If you are a carpet manufacturer or retailer you may have seen letters circulate regarding this Bill, like the Mohawk Industries and Shaw Industries letters from March 25th. In these letters they explain what this bill means to sell carpet in Illinois. Please see the below bullets explaining some of the issues with this new legislation and visit the links for more information.
The proposed legislation imposes an untested, burdensome regulatory scheme on the sale of carpet in Illinois and would subject carpet sales to a new tax, which will harm the state’s consumers and drive sales to products made by foreign manufactures of alternative flooring products not subject to the proposed law.
The proposed legislation requires that 15% of all carpet be recycled within 2 years (it took California over 8 years to reach this rate)
The industry experienced more than a 15+% decline in carpet sales since similar California carpet tax legislation was passed.

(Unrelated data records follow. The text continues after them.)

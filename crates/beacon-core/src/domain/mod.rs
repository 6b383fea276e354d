//! Domain model (snapshots, tokens, messages, outcomes, ids, errors).

pub mod errors;
pub mod ids;
pub mod message;
pub mod outcome;
pub mod snapshot;
pub mod token;

pub use errors::{GatewayError, NotifyError, RegistryError};
pub use ids::DispatchId;
pub use message::NotificationMessage;
pub use outcome::{
    CODE_INVALID_TOKEN, CODE_NOT_REGISTERED, DeliveryOutcome, DeliveryReport, DispatchOutcome,
    FailureClass, ReconcileReport, SkipReason,
};
pub use snapshot::{Category, ChangeEvent, WorkItemSnapshot};
pub use token::{PushToken, RecipientQuery, RecipientToken, Role};
//! Trigger - qualifying transition の判定
//!
//! 純粋関数（before, after, rules → bool）。副作用なし。
//!
//! # Edge-triggered
//! 「いまトリガー状態にある」ではなく「トリガー状態に入った」ときだけ通知します。
//! 同じ状態のまま別フィールドを編集しても再通知しません。
//! 重複送信を防ぐ仕組みはこの判定だけです（通知済みフラグは持たない）。

use crate::config::TriggerConfig;
use crate::domain::{Category, ChangeEvent, WorkItemSnapshot};

/// qualifying transition なら `after` snapshot を返す
///
/// 削除（`after` なし）は常に対象外
pub fn evaluate<'a>(event: &'a ChangeEvent, rules: &TriggerConfig) -> Option<&'a WorkItemSnapshot> {
    let after = event.after()?;
    qualifies(event.category(), event.before(), after, rules).then_some(after)
}

pub fn qualifies(
    category: Category,
    before: Option<&WorkItemSnapshot>,
    after: &WorkItemSnapshot,
    rules: &TriggerConfig,
) -> bool {
    match category {
        Category::Alignment => alignment_qualifies(before, after, &rules.alignment_status),
        Category::Service => service_qualifies(before, after, &rules.service_status),
    }
}

/// 作成時、または別の status からトリガー status に入った
fn alignment_qualifies(
    before: Option<&WorkItemSnapshot>,
    after: &WorkItemSnapshot,
    trigger_status: &str,
) -> bool {
    if after.status != trigger_status {
        return false;
    }
    match before {
        None => true,
        Some(before) => before.status != trigger_status,
    }
}

/// Pending かつ担当者あり、その担当者が新しい（作成または再割り当て）
fn service_qualifies(
    before: Option<&WorkItemSnapshot>,
    after: &WorkItemSnapshot,
    trigger_status: &str,
) -> bool {
    if after.status != trigger_status {
        return false;
    }
    let Some(assignee) = after.assignee() else {
        return false;
    };
    match before {
        None => true,
        Some(before) => before.assignee() != Some(assignee),
    }
}

#[cfg(test)]
mod tests {
    use super::*;
    use rstest::rstest;

    fn rules() -> TriggerConfig {
        TriggerConfig::default()
    }

    fn alignment(status: &str) -> WorkItemSnapshot {
        WorkItemSnapshot::alignment(status).with_vehicle("Civic", "ABC123")
    }

    fn service(status: &str, assignee: Option<&str>) -> WorkItemSnapshot {
        let snapshot = WorkItemSnapshot::service(status).with_vehicle("Onix", "XYZ9A87");
        match assignee {
            Some(name) => snapshot.with_assignee(name),
            None => snapshot,
        }
    }

    #[rstest]
    #[case(None, "Awaiting", true)]
    #[case(None, "Aligning", false)]
    #[case(Some("Draft"), "Awaiting", true)]
    #[case(Some("Done"), "Awaiting", true)]
    #[case(Some("Awaiting"), "Awaiting", false)]
    #[case(Some("Awaiting"), "Aligning", false)]
    fn alignment_is_edge_triggered(
        #[case] before: Option<&str>,
        #[case] after: &str,
        #[case] expected: bool,
    ) {
        let before = before.map(alignment);
        let after = alignment(after);
        assert_eq!(
            qualifies(Category::Alignment, before.as_ref(), &after, &rules()),
            expected
        );
    }

    #[rstest]
    #[case(None, ("Pending", Some("joao")), true)]
    #[case(None, ("Pending", None), false)]
    #[case(None, ("Pending", Some("")), false)]
    #[case(None, ("Done", Some("joao")), false)]
    #[case(Some(("Pending", Some("joao"))), ("Pending", Some("joao")), false)]
    #[case(Some(("Pending", Some("joao"))), ("Pending", Some("maria")), true)]
    #[case(Some(("Pending", None)), ("Pending", Some("maria")), true)]
    #[case(Some(("Pending", Some("maria "))), ("Pending", Some("maria")), true)]
    #[case(Some(("Pending", Some("maria "))), ("Pending", Some("maria ")), false)]
    #[case(None, ("Pending", Some("  ")), false)]
    #[case(Some(("Pending", Some("joao"))), ("Done", Some("maria")), false)]
    #[case(Some(("Done", Some("joao"))), ("Pending", Some("joao")), false)]
    fn service_triggers_on_new_assignee(
        #[case] before: Option<(&str, Option<&str>)>,
        #[case] after: (&str, Option<&str>),
        #[case] expected: bool,
    ) {
        let before = before.map(|(status, assignee)| service(status, assignee));
        let after = service(after.0, after.1);
        assert_eq!(
            qualifies(Category::Service, before.as_ref(), &after, &rules()),
            expected
        );
    }

    #[test]
    fn deletion_never_qualifies() {
        let event = ChangeEvent::deleted(alignment("Awaiting"));
        assert!(evaluate(&event, &rules()).is_none());
    }

    #[test]
    fn evaluate_carries_after_snapshot_forward() {
        let event = ChangeEvent::updated(alignment("Draft"), alignment("Awaiting")).unwrap();
        let snapshot = evaluate(&event, &rules()).unwrap();
        assert_eq!(snapshot.status, "Awaiting");
    }

    #[test]
    fn trigger_status_is_configurable() {
        let rules = TriggerConfig {
            alignment_status: "Aguardando".to_string(),
            service_status: "Pendente".to_string(),
        };
        let event = ChangeEvent::created(alignment("Aguardando"));
        assert!(evaluate(&event, &rules).is_some());

        let event = ChangeEvent::created(alignment("Awaiting"));
        assert!(evaluate(&event, &rules).is_none());
    }
}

Despite the fact that carpet is not a hazardous product and represents only about 1% of the state's landfill content - far less than paper products (27.2%), food scraps (23.7%), yard waste (8.3%) and newsprint (6.2%) - the American carpet manufacturing community has dedicated itself through both financial investment and industrial expertise to identifying new and innovative methods to divert carpet from Illinois landfills.
Through industry efforts headed by the Carpet America Recovery Effort (CARE), landfill diversion and reclamation of post-consumer carpet have seen double digit increases in every year but one since CARE was founded in 2002, resulting in a total of 420+% increase in landfill diversion during this period, for a total of over 5 billion pounds of carpet diverted.

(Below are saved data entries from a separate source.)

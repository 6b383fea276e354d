//! Resolver - qualifying snapshot から宛先トークンを引く
//!
//! - alignment: role グループへの broadcast（identity で絞らない）
//! - service: 担当 mechanic 1 人への targeted query
//!
//! Registry には読み取りしかしません。

use std::sync::Arc;

use tracing::debug;

use crate::config::RecipientConfig;
use crate::domain::{Category, RecipientQuery, RecipientToken, RegistryError, WorkItemSnapshot};
use crate::ports::TokenRegistry;

/// qualifying snapshot から registry への query を組み立てる
///
/// 担当者のいない service snapshot は `None`
pub fn recipient_query(
    category: Category,
    after: &WorkItemSnapshot,
    scoping: &RecipientConfig,
) -> Option<RecipientQuery> {
    match category {
        Category::Alignment => Some(RecipientQuery::broadcast(
            scoping.alignment_roles.iter().cloned(),
        )),
        Category::Service => after
            .assignee()
            .map(|worker| RecipientQuery::targeted(worker, scoping.service_role.clone())),
    }
}

pub struct Resolver {
    registry: Arc<dyn TokenRegistry>,
}

impl Resolver {
    pub fn new(registry: Arc<dyn TokenRegistry>) -> Self {
        Self { registry }
    }

    /// query を実行する。空の結果も正常
    pub async fn resolve(
        &self,
        query: &RecipientQuery,
    ) -> Result<Vec<RecipientToken>, RegistryError> {
        let recipients = self.registry.query(query).await?;
        debug!(
            roles = ?query.roles,
            username = query.username.as_deref().unwrap_or("-"),
            found = recipients.len(),
            "resolved recipients"
        );
        Ok(recipients)
    }
}

#[cfg(test)]
mod tests {
    use super::*;
    use crate::domain::Role;
    use crate::impls::InMemoryTokenRegistry;

    #[test]
    fn alignment_query_is_a_role_broadcast() {
        let after = WorkItemSnapshot::alignment("Awaiting");
        let query = recipient_query(Category::Alignment, &after, &RecipientConfig::default()).unwrap();

        assert_eq!(query.roles, vec![Role::Aligner, Role::Manager]);
        assert!(!query.is_targeted());
    }

    #[test]
    fn service_query_targets_the_assignee() {
        let after = WorkItemSnapshot::service("Pending").with_assignee("maria");
        let query = recipient_query(Category::Service, &after, &RecipientConfig::default()).unwrap();

        assert_eq!(query, RecipientQuery::targeted("maria", Role::Mechanic));
    }

    #[test]
    fn service_query_uses_the_stored_name_verbatim() {
        let after = WorkItemSnapshot::service("Pending").with_assignee("maria ");
        let query = recipient_query(Category::Service, &after, &RecipientConfig::default()).unwrap();

        assert_eq!(query.username.as_deref(), Some("maria "));
    }

    #[test]
    fn unassigned_service_has_no_query() {
        let after = WorkItemSnapshot::service("Pending");
        assert!(recipient_query(Category::Service, &after, &RecipientConfig::default()).is_none());
    }

    #[tokio::test]
    async fn resolve_is_read_only() {
        let registry = Arc::new(InMemoryTokenRegistry::new());
        registry
            .upsert(RecipientToken::new("tok-a", Role::Aligner))
            .await;
        registry
            .upsert(RecipientToken::new("tok-m", Role::Mechanic).with_username("joao"))
            .await;

        let resolver = Resolver::new(registry.clone());
        let found = resolver
            .resolve(&RecipientQuery::broadcast([Role::Aligner, Role::Manager]))
            .await
            .unwrap();

        assert_eq!(found.len(), 1);
        assert_eq!(found[0].token.as_str(), "tok-a");
        assert_eq!(registry.len().await, 2);
    }
}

In 2014, the Carpet and Rug Institute created a Voluntary Stewardship Program, which provides direct monetary support to collector/sorters/recyclers of post-consumer carpet, including businesses recycling Illinois post-consumer carpet.
In an effort led by carpet manufacturers, an Illinois carpet recovery stakeholders group was formed in 2015 to explore new opportunities to increase landfill diversion rates and open the lines of communication between the manufacturing community, retailers, recyclers and sustainability advocates.

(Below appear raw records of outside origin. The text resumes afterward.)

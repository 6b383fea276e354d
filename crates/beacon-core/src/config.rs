//! Notifier configuration.
//!
//! Every field has a default, so an empty TOML document is a valid config.
//!
//! ```toml
//! [trigger]
//! alignment_status = "Awaiting"
//! service_status = "Pending"
//!
//! [recipients]
//! alignment_roles = ["aligner", "manager"]
//! service_role = "mechanic"
//!
//! [alignment]
//! title = "New Alignment Queue"
//! icon = "icons/icon-192x192.png"
//! link = "/"
//!
//! [service]
//! title = "New Service Assigned!"
//! icon = "icons/icon01.png"
//! link = "/"
//! fallback_description = "See details"
//! ```

use std::path::{Path, PathBuf};

use serde::{Deserialize, Serialize};
use thiserror::Error;

use crate::domain::Role;

#[derive(Debug, Error)]
pub enum ConfigError {
    #[error("failed to read config {path}: {source}")]
    Io {
        path: PathBuf,
        #[source]
        source: std::io::Error,
    },

    #[error("failed to parse config: {0}")]
    Parse(#[from] toml::de::Error),

    #[error("invalid config: {0}")]
    Invalid(String),
}

#[derive(Debug, Clone, Default, PartialEq, Eq, Serialize, Deserialize)]
#[serde(default)]
pub struct NotifierConfig {
    pub trigger: TriggerConfig,
    pub recipients: RecipientConfig,
    pub alignment: AlignmentTemplate,
    pub service: ServiceTemplate,
}

/// Statuses whose entry edge triggers a notification.
#[derive(Debug, Clone, PartialEq, Eq, Serialize, Deserialize)]
#[serde(default)]
pub struct TriggerConfig {
    pub alignment_status: String,
    pub service_status: String,
}

impl Default for TriggerConfig {
    fn default() -> Self {
        Self {
            alignment_status: "Awaiting".to_string(),
            service_status: "Pending".to_string(),
        }
    }
}

/// Role scoping for recipient resolution.
#[derive(Debug, Clone, PartialEq, Eq, Serialize, Deserialize)]
#[serde(default)]
pub struct RecipientConfig {
    /// Broadcast group for alignment events.
    pub alignment_roles: Vec<Role>,
    /// Role the assigned worker must be registered under.
    pub service_role: Role,
}

impl Default for RecipientConfig {
    fn default() -> Self {
        Self {
            alignment_roles: vec![Role::Aligner, Role::Manager],
            service_role: Role::Mechanic,
        }
    }
}

#[derive(Debug, Clone, PartialEq, Eq, Serialize, Deserialize)]
#[serde(default)]
pub struct AlignmentTemplate {
    pub title: String,
    pub icon: Option<String>,
    pub link: Option<String>,
}

impl Default for AlignmentTemplate {
    fn default() -> Self {
        Self {
            title: "New Alignment Queue".to_string(),
            icon: Some("icons/icon-192x192.png".to_string()),
            link: Some("/".to_string()),
        }
    }
}

#[derive(Debug, Clone, PartialEq, Eq, Serialize, Deserialize)]
#[serde(default)]
pub struct ServiceTemplate {
    pub title: String,
    pub icon: Option<String>,
    pub link: Option<String>,
    /// Used when the job has no description.
    pub fallback_description: String,
}

impl Default for ServiceTemplate {
    fn default() -> Self {
        Self {
            title: "New Service Assigned!".to_string(),
            icon: Some("icons/icon01.png".to_string()),
            link: Some("/".to_string()),
            fallback_description: "See details".to_string(),
        }
    }
}

impl NotifierConfig {
    pub fn from_toml_str(input: &str) -> Result<Self, ConfigError> {
        let config: NotifierConfig = toml::from_str(input)?;
        config.validate()?;
        Ok(config)
    }

    pub fn load(path: impl AsRef<Path>) -> Result<Self, ConfigError> {
        let path = path.as_ref();
        let input = std::fs::read_to_string(path).map_err(|source| ConfigError::Io {
            path: path.to_path_buf(),
            source,
        })?;
        Self::from_toml_str(&input)
    }

    pub fn validate(&self) -> Result<(), ConfigError> {
        if self.trigger.alignment_status.trim().is_empty() {
            return Err(ConfigError::Invalid(
                "trigger.alignment_status must not be empty".to_string(),
            ));
        }
        if self.trigger.service_status.trim().is_empty() {
            return Err(ConfigError::Invalid(
                "trigger.service_status must not be empty".to_string(),
            ));
        }
        if self.recipients.alignment_roles.is_empty() {
            return Err(ConfigError::Invalid(
                "recipients.alignment_roles must name at least one role".to_string(),
            ));
        }
        Ok(())
    }
}
//! TokenRegistry port - 受信者トークンの保管庫
//!
//! 外部の key-value store（device_tokens コレクション）への窓口です。
//!
//! # 設計原則
//! - エンジンが使うのは query と delete だけ（upsert はクライアント登録側の責務）
//! - delete は冪等（存在しないキーの削除は no-op）
//! - query は registry を変更しない

use async_trait::async_trait;

use crate::domain::{PushToken, RecipientQuery, RecipientToken, RegistryError};

#[async_trait]
pub trait TokenRegistry: Send + Sync {
    /// role に含まれ、username 指定があれば一致するエントリを返す
    async fn query(&self, query: &RecipientQuery) -> Result<Vec<RecipientToken>, RegistryError>;

    /// 1 件削除。存在しないキーはエラーにしない
    async fn delete(&self, token: &PushToken) -> Result<(), RegistryError>;
}
//! Recipient tokens and registry queries.

use std::fmt;
use std::str::FromStr;

use chrono::{DateTime, Utc};
use serde::{Deserialize, Serialize};

/// Opaque push-notification destination (one per registered device/session).
///
/// Doubles as the registry key.
#[derive(Debug, Clone, PartialEq, Eq, Hash, PartialOrd, Ord, Serialize, Deserialize)]
#[serde(transparent)]
pub struct PushToken(String);

impl PushToken {
    pub fn new(token: impl Into<String>) -> Self {
        Self(token.into())
    }

    pub fn as_str(&self) -> &str {
        &self.0
    }
}

impl From<&str> for PushToken {
    fn from(token: &str) -> Self {
        Self::new(token)
    }
}

impl From<String> for PushToken {
    fn from(token: String) -> Self {
        Self(token)
    }
}

impl fmt::Display for PushToken {
    fn fmt(&self, f: &mut fmt::Formatter<'_>) -> fmt::Result {
        f.write_str(&self.0)
    }
}

/// Role a device registered under.
///
/// Unknown role strings are kept verbatim in `Other` so that queries on
/// the known roles never match them by accident.
#[derive(Debug, Clone, PartialEq, Eq, Hash, Serialize, Deserialize)]
#[serde(rename_all = "snake_case")]
pub enum Role {
    Aligner,
    Manager,
    #[serde(alias = "mecanico")]
    Mechanic,
    #[serde(untagged)]
    Other(String),
}

impl Role {
    pub fn as_str(&self) -> &str {
        match self {
            Role::Aligner => "aligner",
            Role::Manager => "manager",
            Role::Mechanic => "mechanic",
            Role::Other(name) => name,
        }
    }
}

impl FromStr for Role {
    type Err = std::convert::Infallible;

    fn from_str(s: &str) -> Result<Self, Self::Err> {
        Ok(match s.trim() {
            "aligner" => Role::Aligner,
            "manager" => Role::Manager,
            "mechanic" | "mecanico" => Role::Mechanic,
            other => Role::Other(other.to_string()),
        })
    }
}

impl fmt::Display for Role {
    fn fmt(&self, f: &mut fmt::Formatter<'_>) -> fmt::Result {
        f.write_str(self.as_str())
    }
}

/// A registry entry.
///
/// Written by client registration (upsert), deleted by the reconciler or
/// by the client re-registering.
#[derive(Debug, Clone, PartialEq, Eq, Serialize, Deserialize)]
#[serde(rename_all = "camelCase")]
pub struct RecipientToken {
    pub token: PushToken,
    pub role: Role,

    #[serde(default, skip_serializing_if = "Option::is_none")]
    pub username: Option<String>,

    #[serde(default, skip_serializing_if = "Option::is_none")]
    pub platform: Option<String>,

    #[serde(default, skip_serializing_if = "Option::is_none")]
    pub user_agent: Option<String>,

    #[serde(default, skip_serializing_if = "Option::is_none")]
    pub updated_at: Option<DateTime<Utc>>,
}

impl RecipientToken {
    pub fn new(token: impl Into<PushToken>, role: Role) -> Self {
        Self {
            token: token.into(),
            role,
            username: None,
            platform: None,
            user_agent: None,
            updated_at: None,
        }
    }

    pub fn with_username(mut self, username: impl Into<String>) -> Self {
        self.username = Some(username.into());
        self
    }
}

/// Lookup against the token registry.
///
/// - `roles`: membership filter (the entry's role must be one of these)
/// - `username`: optional equality filter on the assigned identity
#[derive(Debug, Clone, PartialEq, Eq)]
pub struct RecipientQuery {
    pub roles: Vec<Role>,
    pub username: Option<String>,
}

impl RecipientQuery {
    /// Role-group query, independent of individual identity.
    pub fn broadcast(roles: impl IntoIterator<Item = Role>) -> Self {
        Self {
            roles: roles.into_iter().collect(),
            username: None,
        }
    }

    /// Single-identity query.
    pub fn targeted(username: impl Into<String>, role: Role) -> Self {
        Self {
            roles: vec![role],
            username: Some(username.into()),
        }
    }

    pub fn is_targeted(&self) -> bool {
        self.username.is_some()
    }

    pub fn matches(&self, entry: &RecipientToken) -> bool {
        if !self.roles.contains(&entry.role) {
            return false;
        }
        match &self.username {
            Some(username) => entry.username.as_deref() == Some(username.as_str()),
            None => true,
        }
    }
}

#[cfg(test)]
mod tests {
    use super::*;
    use serde_json::json;

    #[test]
    fn legacy_mechanic_spelling_is_accepted() {
        let entry: RecipientToken = serde_json::from_value(json!({
            "token": "tok-1",
            "role": "mecanico",
            "username": "maria",
            "platform": "web_pwa"
        }))
        .unwrap();

        assert_eq!(entry.role, Role::Mechanic);
        assert_eq!(entry.token.as_str(), "tok-1");
    }

    #[test]
    fn unknown_role_is_kept_verbatim() {
        let entry: RecipientToken =
            serde_json::from_value(json!({ "token": "tok-2", "role": "cashier" })).unwrap();
        assert_eq!(entry.role, Role::Other("cashier".to_string()));
        assert_eq!("cashier".parse::<Role>().unwrap(), entry.role);
    }

    #[test]
    fn broadcast_query_ignores_username() {
        let query = RecipientQuery::broadcast([Role::Aligner, Role::Manager]);

        assert!(query.matches(&RecipientToken::new("a", Role::Aligner).with_username("ana")));
        assert!(query.matches(&RecipientToken::new("b", Role::Manager)));
        assert!(!query.matches(&RecipientToken::new("c", Role::Mechanic)));
    }

    #[test]
    fn targeted_query_requires_role_and_username() {
        let query = RecipientQuery::targeted("maria", Role::Mechanic);

        assert!(query.matches(&RecipientToken::new("m", Role::Mechanic).with_username("maria")));
        assert!(!query.matches(&RecipientToken::new("j", Role::Mechanic).with_username("joao")));
        assert!(!query.matches(&RecipientToken::new("x", Role::Manager).with_username("maria")));
        assert!(!query.matches(&RecipientToken::new("y", Role::Mechanic)));
    }
}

This proposed legislation runs counter to market-driven solutions by setting up a mandated product stewardship framework. We encourage participation in collaborative, voluntary efforts to recycle post-consumer carpet, especially those lead by the Industry.
American carpet manufacturing is subject to steep competition from low-cost, low-quality foreign competition and any attempt by the state to unnecessarily regulate and tax carpet sales will significantly increase the challenges faced by our industry.
This proposed legislation does nothing to address the key concern with carpet recycling: what to do with the carpet once it is diverted from the landfill. Indeed, the bill will increase the cost of doing business in Illinois, will increase the costs of carpet to consumers and will very likely reduce jobs in the state, not increase jobs as is being touted.
At Mohawk and at many of our small business retail partners, declining carpet sales have forced us to make deep cuts in spending and reduce our workforce. Now is not the time to place additional burdens on an industry that is voluntarily and successfully making significant headway in reducing the amount of carpet diverted from landfills.